Stored items:
use reactive_framework::FetchError;
use thiserror::Error;

/// Errors raised while configuring, running or stopping the catalog.
#[derive(Debug, Error)]
pub enum CatalogError {
    #[error("invalid value {value:?} for {key}")]
    Config { key: String, value: String },

    #[error("malformed configuration: {0}")]
    ConfigFormat(#[from] serde_json::Error),

    #[error("store request failed: {0}")]
    Store(#[from] FetchError),

    #[error("shutdown failed: {0}")]
    Shutdown(String),
}
//! # Catalog Sample Library
//!
//! This library exposes the catalog's modules for integration testing.

pub mod components;
pub mod lifecycle;
pub mod model;
pub mod services;
//! # Join Strategies
//!
//! Three ways to turn each value of an outer stream into an inner stream (a
//! dependent fetch) and flatten the results into one output.
//!
//! | Strategy | Inner streams | Output order | On a new outer value |
//! |----------|---------------|--------------|----------------------|
//! | [`concat_in_order`](Stream::concat_in_order) | one at a time | outer order | queued until the active inner completes |
//! | [`merge_concurrently`](Stream::merge_concurrently) | all at once | completion order | started immediately |
//! | [`switch_to_latest`](Stream::switch_to_latest) | only the newest | newest only | previous inner is disposed |
//!
//! An inner error ends the output with [`StreamError::Join`] wrapping the
//! cause. An outer error passes through unchanged. The output completes when
//! the outer stream completed and no inner stream is still active.

use crate::error::StreamError;
use crate::stream::{Event, Stream, Subscriber, Subscription};
use std::cell::RefCell;
use std::collections::{HashMap, VecDeque};
use std::rc::Rc;
use tracing::{debug, trace};

/// Selects one of the join strategies at runtime.
#[derive(Debug, Clone, Copy, PartialEq, Eq)]
pub enum JoinStrategy {
    ConcatInOrder,
    MergeConcurrently,
    SwitchToLatest,
}

type Fetch<T, U> = Rc<dyn Fn(T) -> Stream<U>>;

impl<T: 'static> Stream<T> {
    /// Flattens with the given strategy.
    pub fn flat_map_with<U: 'static>(
        &self,
        strategy: JoinStrategy,
        fetch: impl Fn(T) -> Stream<U> + 'static,
    ) -> Stream<U> {
        match strategy {
            JoinStrategy::ConcatInOrder => self.concat_in_order(fetch),
            JoinStrategy::MergeConcurrently => self.merge_concurrently(fetch),
            JoinStrategy::SwitchToLatest => self.switch_to_latest(fetch),
        }
    }

    /// Runs one inner stream at a time, in outer order.
    pub fn concat_in_order<U: 'static>(&self, fetch: impl Fn(T) -> Stream<U> + 'static) -> Stream<U> {
        let source = self.clone();
        let fetch: Fetch<T, U> = Rc::new(fetch);
        Stream::new(move |out: Subscriber<U>| {
            let state = Rc::new(RefCell::new(ConcatState {
                pending: VecDeque::new(),
                active: false,
                current: None,
                draining: false,
                outer_done: false,
            }));
            {
                let state = state.clone();
                out.add_teardown(move || {
                    let current = state.borrow_mut().current.take();
                    if let Some(current) = current {
                        current.dispose();
                    }
                });
            }
            let (fetch, downstream, outer_state) = (fetch.clone(), out.clone(), state.clone());
            let outer = source.subscribe(move |event| match event {
                Event::Next(item) => {
                    outer_state.borrow_mut().pending.push_back(item);
                    drain_concat(&outer_state, &fetch, &downstream);
                }
                Event::Error(e) => downstream.error(e),
                Event::Complete => {
                    outer_state.borrow_mut().outer_done = true;
                    drain_concat(&outer_state, &fetch, &downstream);
                }
            });
            out.add(outer);
        })
    }

    /// Runs every inner stream as soon as its outer value arrives.
    pub fn merge_concurrently<U: 'static>(&self, fetch: impl Fn(T) -> Stream<U> + 'static) -> Stream<U> {
        let source = self.clone();
        let fetch: Fetch<T, U> = Rc::new(fetch);
        Stream::new(move |out: Subscriber<U>| {
            let state = Rc::new(RefCell::new(MergeState {
                inners: HashMap::new(),
                next_id: 0,
                active: 0,
                outer_done: false,
            }));
            {
                let state = state.clone();
                out.add_teardown(move || {
                    let inners: Vec<Subscription> = state.borrow_mut().inners.drain().map(|(_, s)| s).collect();
                    for inner in inners {
                        inner.dispose();
                    }
                });
            }
            let (fetch, downstream, outer_state) = (fetch.clone(), out.clone(), state.clone());
            let outer = source.subscribe(move |event| match event {
                Event::Next(_) if downstream.is_closed() => {}
                Event::Next(item) => {
                    let id = {
                        let mut state = outer_state.borrow_mut();
                        state.active += 1;
                        state.next_id += 1;
                        state.next_id
                    };
                    let (inner_state, inner_out) = (outer_state.clone(), downstream.clone());
                    let inner = fetch(item).subscribe(move |event| match event {
                        Event::Next(value) => inner_out.next(value),
                        Event::Error(e) => inner_out.error(StreamError::join(e)),
                        Event::Complete => {
                            let (finished, done) = {
                                let mut state = inner_state.borrow_mut();
                                state.active -= 1;
                                (state.active == 0 && state.outer_done, state.inners.remove(&id))
                            };
                            drop(done);
                            if finished {
                                inner_out.complete();
                            }
                        }
                    });
                    if !inner.is_closed() {
                        outer_state.borrow_mut().inners.insert(id, inner);
                    }
                }
                Event::Error(e) => downstream.error(e),
                Event::Complete => {
                    let finished = {
                        let mut state = outer_state.borrow_mut();
                        state.outer_done = true;
                        state.active == 0
                    };
                    if finished {
                        downstream.complete();
                    }
                }
            });
            out.add(outer);
        })
    }

    /// Keeps only the inner stream of the newest outer value.
    ///
    /// A new outer value disposes the previous inner subscription, and any result
    /// the previous inner still produces is dropped.
    pub fn switch_to_latest<U: 'static>(&self, fetch: impl Fn(T) -> Stream<U> + 'static) -> Stream<U> {
        let source = self.clone();
        let fetch: Fetch<T, U> = Rc::new(fetch);
        Stream::new(move |out: Subscriber<U>| {
            let state = Rc::new(RefCell::new(SwitchState {
                generation: 0,
                current: None,
                inner_active: false,
                outer_done: false,
            }));
            {
                let state = state.clone();
                out.add_teardown(move || {
                    let current = state.borrow_mut().current.take();
                    if let Some(current) = current {
                        current.dispose();
                    }
                });
            }
            let (fetch, downstream, outer_state) = (fetch.clone(), out.clone(), state.clone());
            let outer = source.subscribe(move |event| match event {
                Event::Next(_) if downstream.is_closed() => {}
                Event::Next(item) => {
                    let (generation, previous) = {
                        let mut state = outer_state.borrow_mut();
                        state.generation += 1;
                        state.inner_active = true;
                        (state.generation, state.current.take())
                    };
                    if let Some(previous) = previous {
                        debug!(generation, "switching; abandoning previous inner stream");
                        previous.dispose();
                    }
                    let (inner_state, inner_out) = (outer_state.clone(), downstream.clone());
                    let inner = fetch(item).subscribe(move |event| {
                        let latest = inner_state.borrow().generation;
                        if latest != generation {
                            trace!(generation, latest, "dropping stale inner event");
                            return;
                        }
                        match event {
                            Event::Next(value) => inner_out.next(value),
                            Event::Error(e) => inner_out.error(StreamError::join(e)),
                            Event::Complete => {
                                let finished = {
                                    let mut state = inner_state.borrow_mut();
                                    state.inner_active = false;
                                    state.outer_done
                                };
                                if finished {
                                    inner_out.complete();
                                }
                            }
                        }
                    });
                    let mut state = outer_state.borrow_mut();
                    if state.generation == generation && !inner.is_closed() {
                        state.current = Some(inner);
                    }
                }
                Event::Error(e) => downstream.error(e),
                Event::Complete => {
                    let finished = {
                        let mut state = outer_state.borrow_mut();
                        state.outer_done = true;
                        !state.inner_active
                    };
                    if finished {
                        downstream.complete();
                    }
                }
            });
            out.add(outer);
        })
    }
}

struct ConcatState<T> {
    pending: VecDeque<T>,
    active: bool,
    current: Option<Subscription>,
    draining: bool,
    outer_done: bool,
}

struct MergeState {
    inners: HashMap<u64, Subscription>,
    next_id: u64,
    active: usize,
    outer_done: bool,
}

struct SwitchState {
    generation: u64,
    current: Option<Subscription>,
    inner_active: bool,
    outer_done: bool,
}

/// Starts queued inner streams one after another, or completes the output
/// once everything is done.
///
/// Inner streams that complete during `subscribe` are followed in the same
/// loop, so a long synchronous source does not nest calls.
fn drain_concat<T: 'static, U: 'static>(
    state: &Rc<RefCell<ConcatState<T>>>,
    fetch: &Fetch<T, U>,
    out: &Subscriber<U>,
) {
    {
        let mut concat = state.borrow_mut();
        if concat.draining {
            return;
        }
        concat.draining = true;
    }
    while !out.is_closed() {
        let item = {
            let mut concat = state.borrow_mut();
            if concat.active {
                break;
            }
            let item = concat.pending.pop_front();
            if item.is_some() {
                concat.active = true;
            }
            item
        };
        let Some(item) = item else {
            if state.borrow().outer_done {
                out.complete();
            }
            break;
        };

        let (inner_state, inner_fetch, inner_out) = (state.clone(), fetch.clone(), out.clone());
        let inner = fetch(item).subscribe(move |event| match event {
            Event::Next(value) => inner_out.next(value),
            Event::Error(e) => inner_out.error(StreamError::join(e)),
            Event::Complete => {
                let (draining, done) = {
                    let mut concat = inner_state.borrow_mut();
                    concat.active = false;
                    (concat.draining, concat.current.take())
                };
                drop(done);
                if !draining {
                    drain_concat(&inner_state, &inner_fetch, &inner_out);
                }
            }
        });
        if !inner.is_closed() {
            state.borrow_mut().current = Some(inner);
        }
    }
    state.borrow_mut().draining = false;
}
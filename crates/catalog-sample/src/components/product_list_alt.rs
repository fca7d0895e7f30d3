//! Product list shown beside the detail panel; clicking a row selects it.

use crate::model::{ProductId, ProductWithCategory};
use crate::services::ProductService;
use reactive_framework::{compose_view2, MessageChannel, Stream};

/// Everything the list renders, in one value.
#[derive(Debug, Clone, PartialEq)]
pub struct ProductListVm {
    pub products: Vec<ProductWithCategory>,
    pub selected_product: Option<ProductWithCategory>,
}

pub struct ProductListAltComponent {
    service: ProductService,
    channel: MessageChannel,
    products: Stream<Vec<ProductWithCategory>>,
    selected_product: Stream<Option<ProductWithCategory>>,
    vm: Stream<ProductListVm>,
}

impl ProductListAltComponent {
    pub const PAGE_TITLE: &'static str = "Products";

    pub fn new(service: &ProductService) -> Self {
        let channel = MessageChannel::new();
        let products = service
            .products_with_category()
            .catch_into(&channel)
            .share_replay();
        // Selection fails only when the products it is drawn from fail, and
        // that failure is already reported through `products`.
        let selected_product = service.selected_product().catch_error(|_| Stream::empty());
        let vm = compose_view2(&products, &selected_product, |products, selected_product| {
            ProductListVm {
                products,
                selected_product,
            }
        });

        Self {
            service: service.clone(),
            channel,
            products,
            selected_product,
            vm,
        }
    }

    pub fn page_title(&self) -> &'static str {
        Self::PAGE_TITLE
    }

    pub fn products(&self) -> Stream<Vec<ProductWithCategory>> {
        self.products.clone()
    }

    pub fn selected_product(&self) -> Stream<Option<ProductWithCategory>> {
        self.selected_product.clone()
    }

    /// Emits once products are loaded, then on every selection change.
    pub fn vm(&self) -> Stream<ProductListVm> {
        self.vm.clone()
    }

    pub fn error_message(&self) -> Stream<String> {
        self.channel.messages()
    }

    pub fn on_selected(&self, id: ProductId) {
        self.service.select_product(Some(id));
    }
}
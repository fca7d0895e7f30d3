//! # Reactive Catalog
//!
//! A product catalog built as a graph of cached streams on top of
//! [`reactive_framework`].
//!
//! ## Core Components
//!
//! - **[model]**: Records served by the stores ([`Product`](catalog_sample::model::Product),
//!   [`Category`](catalog_sample::model::Category), [`Supplier`](catalog_sample::model::Supplier))
//!   and the derived records the views show.
//! - **[services]**: Cached streams per collection, driven by action streams.
//! - **[components]**: Guarded, view-shaped streams plus the commands a UI calls.
//! - **[lifecycle]**: Configuration, seed data, startup and shutdown.
//!
//! ## Quick Start
//!
//! [`main`] walks through one session:
//! 1. Start the [`CatalogSystem`].
//! 2. Browse the list, filter it by category and add a product.
//! 3. Select a product and watch its detail view fill in.
//! 4. Compare the supplier join strategies.
//! 5. Break the products store and watch the error message arrive.
//!
//! ```bash
//! RUST_LOG=info cargo run -p catalog-sample
//! ```

use catalog_sample::components::{
    ProductDetailComponent, ProductListAltComponent, ProductListComponent,
};
use catalog_sample::lifecycle::{CatalogConfig, CatalogError, CatalogSystem};
use catalog_sample::model::{CategoryId, ProductId};
use catalog_sample::services::ProductService;
use reactive_framework::tracing::setup_tracing;
use reactive_framework::{FetchError, JoinStrategy, Stream, Subscription};
use std::rc::Rc;
use std::time::Duration;
use tokio::task::LocalSet;
use tracing::{info, info_span, warn, Instrument};

/// Lets spawned fetches finish.
async fn settle(config: &CatalogConfig) {
    tokio::time::sleep(config.fetch_latency() * 4 + Duration::from_millis(20)).await;
}

fn watch<T: 'static>(stream: &Stream<T>, log: impl Fn(T) + 'static) -> Subscription {
    stream.for_each(log)
}

async fn run() -> Result<(), CatalogError> {
    let config = CatalogConfig::from_env()?;
    info!(markup = config.price_markup, latency_ms = config.fetch_latency_ms, "Starting catalog");

    let system = CatalogSystem::new(config.clone());
    let mut subscriptions = Vec::new();

    async {
        let list = ProductListComponent::new(&system.products, &system.categories);
        subscriptions.push(watch(&list.products(), |products| {
            let names: Vec<_> = products.iter().map(|p| p.name().to_string()).collect();
            info!(?names, "Product list");
        }));
        subscriptions.push(watch(&list.error_message(), |message| warn!(%message, "List error")));
        settle(&config).await;

        list.on_selected(Some(CategoryId(3)));
        list.on_add(None);
        list.on_selected(None);
    }
    .instrument(info_span!("product_list"))
    .await;

    async {
        let alt = ProductListAltComponent::new(&system.products);
        let detail = ProductDetailComponent::new(&system.products);
        subscriptions.push(watch(&alt.vm(), |vm| {
            info!(
                products = vm.products.len(),
                selected = ?vm.selected_product.as_ref().map(|p| p.name().to_string()),
                "List view"
            );
        }));
        subscriptions.push(watch(&detail.vm(), |vm| {
            let suppliers: Vec<_> = vm.suppliers.iter().map(|s| s.name.clone()).collect();
            info!(title = %vm.page_title, ?suppliers, "Detail view");
        }));
        settle(&config).await;

        alt.on_selected(ProductId(5));
        alt.on_selected(ProductId(1));
        settle(&config).await;
    }
    .instrument(info_span!("product_detail"))
    .await;

    for strategy in [
        JoinStrategy::ConcatInOrder,
        JoinStrategy::MergeConcurrently,
        JoinStrategy::SwitchToLatest,
    ] {
        subscriptions.push(watch(&system.suppliers.suppliers_with(strategy), move |s| {
            info!(?strategy, supplier = %s.name, id = %s.id, "Supplier arrived");
        }));
        settle(&config).await;
    }

    async {
        system
            .product_client
            .inject_fault(Some(FetchError::status(500, "Internal Server Error")))
            .await?;

        // A fresh service refetches and hits the fault.
        let broken = ProductService::new(
            Rc::new(system.product_client.clone()),
            &system.categories,
            &system.suppliers,
            config.price_markup,
        );
        let list = ProductListComponent::new(&broken, &system.categories);
        subscriptions.push(watch(&list.error_message(), |message| {
            warn!(%message, "Shown to the user")
        }));
        subscriptions.push(watch(&list.products(), |_| {}));
        settle(&config).await;
        Ok::<(), CatalogError>(())
    }
    .instrument(info_span!("fault_injection"))
    .await?;

    for subscription in subscriptions {
        subscription.dispose();
    }
    system.shutdown().await?;

    info!("Catalog session completed");
    Ok(())
}

#[tokio::main]
async fn main() -> Result<(), CatalogError> {
    setup_tracing();
    LocalSet::new().run_until(run()).await
}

WORK REQUEST:
Going through the records above line by line, tally those with the word "queued" and answer with the number only.

WRITTEN RESPONSE:
2